## What you need to do
In the listing below, identify each line with the word "types" and return those lines.

== Segment start ==

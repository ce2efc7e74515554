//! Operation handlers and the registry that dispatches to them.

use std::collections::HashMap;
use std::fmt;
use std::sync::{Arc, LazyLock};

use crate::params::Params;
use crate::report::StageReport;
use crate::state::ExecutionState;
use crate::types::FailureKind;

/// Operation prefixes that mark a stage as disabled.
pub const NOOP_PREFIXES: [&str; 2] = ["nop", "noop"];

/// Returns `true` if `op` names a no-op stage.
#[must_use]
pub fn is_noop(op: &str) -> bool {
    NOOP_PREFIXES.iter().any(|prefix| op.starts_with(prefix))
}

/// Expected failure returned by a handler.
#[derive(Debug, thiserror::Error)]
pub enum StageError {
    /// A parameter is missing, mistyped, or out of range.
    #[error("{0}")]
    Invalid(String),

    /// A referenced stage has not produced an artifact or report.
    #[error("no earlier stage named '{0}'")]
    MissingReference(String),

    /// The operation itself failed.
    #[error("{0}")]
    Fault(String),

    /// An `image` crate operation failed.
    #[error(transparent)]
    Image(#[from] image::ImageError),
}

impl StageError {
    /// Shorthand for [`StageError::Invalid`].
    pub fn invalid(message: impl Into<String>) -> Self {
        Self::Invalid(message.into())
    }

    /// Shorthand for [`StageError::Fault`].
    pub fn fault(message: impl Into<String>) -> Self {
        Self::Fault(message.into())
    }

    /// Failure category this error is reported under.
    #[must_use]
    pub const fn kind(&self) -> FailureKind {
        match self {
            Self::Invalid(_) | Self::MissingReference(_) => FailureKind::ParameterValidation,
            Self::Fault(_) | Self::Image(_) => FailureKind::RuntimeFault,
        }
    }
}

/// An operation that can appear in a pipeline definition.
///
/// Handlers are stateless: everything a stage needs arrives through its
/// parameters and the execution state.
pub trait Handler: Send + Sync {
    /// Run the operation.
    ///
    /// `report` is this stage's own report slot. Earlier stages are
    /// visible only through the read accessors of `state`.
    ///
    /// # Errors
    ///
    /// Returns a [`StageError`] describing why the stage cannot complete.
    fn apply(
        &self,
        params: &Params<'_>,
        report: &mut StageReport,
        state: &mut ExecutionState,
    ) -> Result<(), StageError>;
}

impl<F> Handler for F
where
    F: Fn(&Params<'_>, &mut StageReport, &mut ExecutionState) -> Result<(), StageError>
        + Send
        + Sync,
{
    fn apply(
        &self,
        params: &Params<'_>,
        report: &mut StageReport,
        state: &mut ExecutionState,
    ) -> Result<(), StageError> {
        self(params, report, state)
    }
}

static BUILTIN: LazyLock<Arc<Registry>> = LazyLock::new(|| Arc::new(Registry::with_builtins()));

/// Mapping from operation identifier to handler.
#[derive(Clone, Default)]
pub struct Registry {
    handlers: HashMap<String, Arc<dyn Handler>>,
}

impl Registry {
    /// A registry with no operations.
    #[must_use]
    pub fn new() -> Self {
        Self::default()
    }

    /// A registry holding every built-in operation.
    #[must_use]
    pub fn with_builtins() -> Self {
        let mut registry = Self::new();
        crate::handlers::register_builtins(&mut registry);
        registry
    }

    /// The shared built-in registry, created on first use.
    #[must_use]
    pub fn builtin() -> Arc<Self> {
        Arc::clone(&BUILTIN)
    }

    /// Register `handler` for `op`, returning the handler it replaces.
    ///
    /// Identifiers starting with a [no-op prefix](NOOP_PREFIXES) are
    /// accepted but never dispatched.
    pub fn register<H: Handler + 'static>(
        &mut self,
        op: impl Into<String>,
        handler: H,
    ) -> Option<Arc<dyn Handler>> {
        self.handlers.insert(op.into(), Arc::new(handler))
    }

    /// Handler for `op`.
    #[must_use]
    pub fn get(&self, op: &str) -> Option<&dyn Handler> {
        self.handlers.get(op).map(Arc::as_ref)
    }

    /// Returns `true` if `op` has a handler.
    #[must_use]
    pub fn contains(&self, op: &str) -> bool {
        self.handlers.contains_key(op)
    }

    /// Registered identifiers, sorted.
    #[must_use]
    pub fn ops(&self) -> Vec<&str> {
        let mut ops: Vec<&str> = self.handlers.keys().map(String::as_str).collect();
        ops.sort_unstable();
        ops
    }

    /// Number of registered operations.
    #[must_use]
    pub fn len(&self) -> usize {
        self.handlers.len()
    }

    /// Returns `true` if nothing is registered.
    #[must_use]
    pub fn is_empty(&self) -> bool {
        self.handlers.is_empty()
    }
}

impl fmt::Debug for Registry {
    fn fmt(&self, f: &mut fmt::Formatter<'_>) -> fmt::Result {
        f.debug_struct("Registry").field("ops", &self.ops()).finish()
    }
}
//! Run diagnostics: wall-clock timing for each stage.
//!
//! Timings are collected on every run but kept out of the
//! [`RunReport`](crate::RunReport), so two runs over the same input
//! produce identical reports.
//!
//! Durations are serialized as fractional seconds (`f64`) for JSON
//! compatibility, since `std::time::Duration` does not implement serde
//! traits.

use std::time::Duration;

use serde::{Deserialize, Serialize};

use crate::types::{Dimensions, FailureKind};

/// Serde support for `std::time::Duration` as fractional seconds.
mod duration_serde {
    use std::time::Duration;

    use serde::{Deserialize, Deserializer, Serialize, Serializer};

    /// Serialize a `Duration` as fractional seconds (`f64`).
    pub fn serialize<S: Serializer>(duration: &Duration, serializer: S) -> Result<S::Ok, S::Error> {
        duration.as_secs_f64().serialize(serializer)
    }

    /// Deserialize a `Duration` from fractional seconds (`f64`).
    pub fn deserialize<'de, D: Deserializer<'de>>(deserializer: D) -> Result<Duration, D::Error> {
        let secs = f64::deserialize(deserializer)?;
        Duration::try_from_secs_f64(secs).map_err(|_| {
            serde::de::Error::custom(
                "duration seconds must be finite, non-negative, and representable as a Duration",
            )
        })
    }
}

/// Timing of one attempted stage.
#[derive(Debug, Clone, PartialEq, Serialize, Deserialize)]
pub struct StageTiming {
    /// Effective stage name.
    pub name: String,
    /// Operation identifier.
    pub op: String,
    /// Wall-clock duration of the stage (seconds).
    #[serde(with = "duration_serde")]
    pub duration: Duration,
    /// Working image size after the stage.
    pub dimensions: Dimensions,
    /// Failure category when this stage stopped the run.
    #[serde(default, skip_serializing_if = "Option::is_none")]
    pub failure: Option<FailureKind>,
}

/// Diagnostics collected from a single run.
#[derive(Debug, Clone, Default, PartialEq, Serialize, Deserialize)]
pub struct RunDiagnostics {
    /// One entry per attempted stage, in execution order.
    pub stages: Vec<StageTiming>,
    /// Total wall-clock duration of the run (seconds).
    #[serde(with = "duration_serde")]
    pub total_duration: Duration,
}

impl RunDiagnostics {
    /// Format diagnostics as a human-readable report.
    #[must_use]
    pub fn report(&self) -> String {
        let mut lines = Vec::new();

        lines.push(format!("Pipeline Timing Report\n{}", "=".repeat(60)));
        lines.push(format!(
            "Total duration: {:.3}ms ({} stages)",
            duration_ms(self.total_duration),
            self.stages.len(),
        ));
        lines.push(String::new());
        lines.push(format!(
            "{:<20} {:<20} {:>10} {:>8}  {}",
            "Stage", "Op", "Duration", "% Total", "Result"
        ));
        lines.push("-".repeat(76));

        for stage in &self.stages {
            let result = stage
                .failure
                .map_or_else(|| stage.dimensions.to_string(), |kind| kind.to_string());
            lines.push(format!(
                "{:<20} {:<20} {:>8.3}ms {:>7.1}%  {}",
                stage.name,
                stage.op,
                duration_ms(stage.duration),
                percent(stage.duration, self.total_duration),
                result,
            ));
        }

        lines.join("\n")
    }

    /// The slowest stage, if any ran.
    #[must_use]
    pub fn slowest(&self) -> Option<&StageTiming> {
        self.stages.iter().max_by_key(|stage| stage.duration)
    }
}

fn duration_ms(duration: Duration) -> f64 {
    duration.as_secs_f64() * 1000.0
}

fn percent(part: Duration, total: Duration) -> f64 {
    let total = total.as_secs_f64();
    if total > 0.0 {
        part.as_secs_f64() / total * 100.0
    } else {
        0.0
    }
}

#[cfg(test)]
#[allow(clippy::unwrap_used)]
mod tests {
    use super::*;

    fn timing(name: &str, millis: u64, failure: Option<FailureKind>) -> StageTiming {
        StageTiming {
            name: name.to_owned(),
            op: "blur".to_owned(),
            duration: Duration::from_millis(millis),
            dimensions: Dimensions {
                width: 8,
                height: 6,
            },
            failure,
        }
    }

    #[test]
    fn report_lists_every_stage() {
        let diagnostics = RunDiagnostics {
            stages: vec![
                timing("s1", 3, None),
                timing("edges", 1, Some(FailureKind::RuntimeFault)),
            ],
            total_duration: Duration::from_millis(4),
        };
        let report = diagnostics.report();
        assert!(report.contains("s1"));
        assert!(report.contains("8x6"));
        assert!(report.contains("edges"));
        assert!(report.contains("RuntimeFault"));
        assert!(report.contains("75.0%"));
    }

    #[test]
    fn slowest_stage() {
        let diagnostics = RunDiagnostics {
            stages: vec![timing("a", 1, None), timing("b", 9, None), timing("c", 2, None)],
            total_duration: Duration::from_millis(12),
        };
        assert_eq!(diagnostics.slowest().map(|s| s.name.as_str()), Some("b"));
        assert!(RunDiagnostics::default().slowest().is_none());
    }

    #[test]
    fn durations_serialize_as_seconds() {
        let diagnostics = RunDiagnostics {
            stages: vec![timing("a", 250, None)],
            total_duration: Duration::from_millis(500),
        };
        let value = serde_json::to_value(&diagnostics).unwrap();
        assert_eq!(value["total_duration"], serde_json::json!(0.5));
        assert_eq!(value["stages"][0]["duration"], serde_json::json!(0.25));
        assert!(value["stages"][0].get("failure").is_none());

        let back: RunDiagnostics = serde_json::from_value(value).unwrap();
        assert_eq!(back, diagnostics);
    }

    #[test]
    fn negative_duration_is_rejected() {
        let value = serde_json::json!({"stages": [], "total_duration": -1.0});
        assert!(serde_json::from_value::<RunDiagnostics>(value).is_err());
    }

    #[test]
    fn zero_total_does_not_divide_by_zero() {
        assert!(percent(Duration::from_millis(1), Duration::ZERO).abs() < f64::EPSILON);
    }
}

== Segment end ==
== Segment start ==

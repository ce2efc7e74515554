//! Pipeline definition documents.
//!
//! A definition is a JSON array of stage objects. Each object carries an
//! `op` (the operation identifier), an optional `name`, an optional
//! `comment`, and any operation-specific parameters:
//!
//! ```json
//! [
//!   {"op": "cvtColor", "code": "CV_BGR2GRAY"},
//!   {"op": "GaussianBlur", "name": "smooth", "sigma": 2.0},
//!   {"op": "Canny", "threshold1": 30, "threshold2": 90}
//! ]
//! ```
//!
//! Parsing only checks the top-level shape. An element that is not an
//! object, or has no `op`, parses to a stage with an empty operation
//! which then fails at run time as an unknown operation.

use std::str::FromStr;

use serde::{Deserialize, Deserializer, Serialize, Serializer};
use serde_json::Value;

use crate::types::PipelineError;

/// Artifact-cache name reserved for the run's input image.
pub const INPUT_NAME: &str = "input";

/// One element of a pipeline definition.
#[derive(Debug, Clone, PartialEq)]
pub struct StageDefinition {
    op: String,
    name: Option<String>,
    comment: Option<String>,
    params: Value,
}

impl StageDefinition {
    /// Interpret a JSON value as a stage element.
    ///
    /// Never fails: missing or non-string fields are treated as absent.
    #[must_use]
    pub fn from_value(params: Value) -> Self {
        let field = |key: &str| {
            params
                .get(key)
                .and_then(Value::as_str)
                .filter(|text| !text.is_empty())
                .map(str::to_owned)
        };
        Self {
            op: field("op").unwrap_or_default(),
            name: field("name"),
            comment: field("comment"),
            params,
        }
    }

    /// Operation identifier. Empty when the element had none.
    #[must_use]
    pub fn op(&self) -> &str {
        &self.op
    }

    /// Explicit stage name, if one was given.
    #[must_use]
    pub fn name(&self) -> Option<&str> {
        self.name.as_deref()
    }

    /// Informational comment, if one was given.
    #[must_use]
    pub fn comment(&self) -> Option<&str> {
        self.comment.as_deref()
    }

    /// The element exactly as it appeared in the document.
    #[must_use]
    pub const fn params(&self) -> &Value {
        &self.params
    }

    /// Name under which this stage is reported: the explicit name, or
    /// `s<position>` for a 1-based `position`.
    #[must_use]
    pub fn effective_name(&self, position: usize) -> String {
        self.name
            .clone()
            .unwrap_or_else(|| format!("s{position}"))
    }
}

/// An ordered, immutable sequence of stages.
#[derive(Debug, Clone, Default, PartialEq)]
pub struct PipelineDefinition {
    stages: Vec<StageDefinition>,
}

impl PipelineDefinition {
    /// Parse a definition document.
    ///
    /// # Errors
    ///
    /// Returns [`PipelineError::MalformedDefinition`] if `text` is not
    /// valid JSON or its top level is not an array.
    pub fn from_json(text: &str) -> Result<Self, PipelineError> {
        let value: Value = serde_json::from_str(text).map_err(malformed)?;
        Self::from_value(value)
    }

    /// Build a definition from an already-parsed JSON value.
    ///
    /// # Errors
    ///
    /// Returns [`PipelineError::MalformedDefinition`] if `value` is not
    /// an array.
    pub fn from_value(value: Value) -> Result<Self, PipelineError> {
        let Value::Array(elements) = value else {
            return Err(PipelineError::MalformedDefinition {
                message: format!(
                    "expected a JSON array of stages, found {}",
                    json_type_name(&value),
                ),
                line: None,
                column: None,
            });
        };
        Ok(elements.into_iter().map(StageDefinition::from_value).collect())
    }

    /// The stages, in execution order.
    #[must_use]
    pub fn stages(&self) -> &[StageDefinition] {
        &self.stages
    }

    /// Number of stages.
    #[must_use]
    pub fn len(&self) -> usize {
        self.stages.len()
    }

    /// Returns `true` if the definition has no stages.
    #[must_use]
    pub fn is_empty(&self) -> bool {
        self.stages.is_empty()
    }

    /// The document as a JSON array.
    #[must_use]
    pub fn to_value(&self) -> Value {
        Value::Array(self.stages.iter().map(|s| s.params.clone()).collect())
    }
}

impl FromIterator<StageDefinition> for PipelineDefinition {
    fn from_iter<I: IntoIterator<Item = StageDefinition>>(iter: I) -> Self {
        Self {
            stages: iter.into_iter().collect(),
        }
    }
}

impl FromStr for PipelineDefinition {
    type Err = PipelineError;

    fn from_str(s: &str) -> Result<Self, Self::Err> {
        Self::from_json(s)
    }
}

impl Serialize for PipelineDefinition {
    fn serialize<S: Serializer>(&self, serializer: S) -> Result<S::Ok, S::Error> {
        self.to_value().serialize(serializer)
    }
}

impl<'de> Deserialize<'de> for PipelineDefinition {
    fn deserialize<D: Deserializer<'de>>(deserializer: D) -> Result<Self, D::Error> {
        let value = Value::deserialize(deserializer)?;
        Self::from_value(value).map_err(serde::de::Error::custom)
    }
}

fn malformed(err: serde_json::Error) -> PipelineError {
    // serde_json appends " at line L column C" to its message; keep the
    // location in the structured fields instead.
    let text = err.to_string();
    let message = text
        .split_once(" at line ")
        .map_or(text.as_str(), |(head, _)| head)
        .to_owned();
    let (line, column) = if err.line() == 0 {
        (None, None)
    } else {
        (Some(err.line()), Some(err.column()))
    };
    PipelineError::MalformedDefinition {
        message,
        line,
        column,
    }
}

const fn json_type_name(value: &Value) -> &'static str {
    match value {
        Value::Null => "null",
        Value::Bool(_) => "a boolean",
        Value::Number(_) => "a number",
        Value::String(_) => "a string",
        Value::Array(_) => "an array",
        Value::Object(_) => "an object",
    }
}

== Segment end ==

## Result
use crate::types::FailureKind;
use crate::types::{Dimensions, FailureKind};
use crate::types::PipelineError;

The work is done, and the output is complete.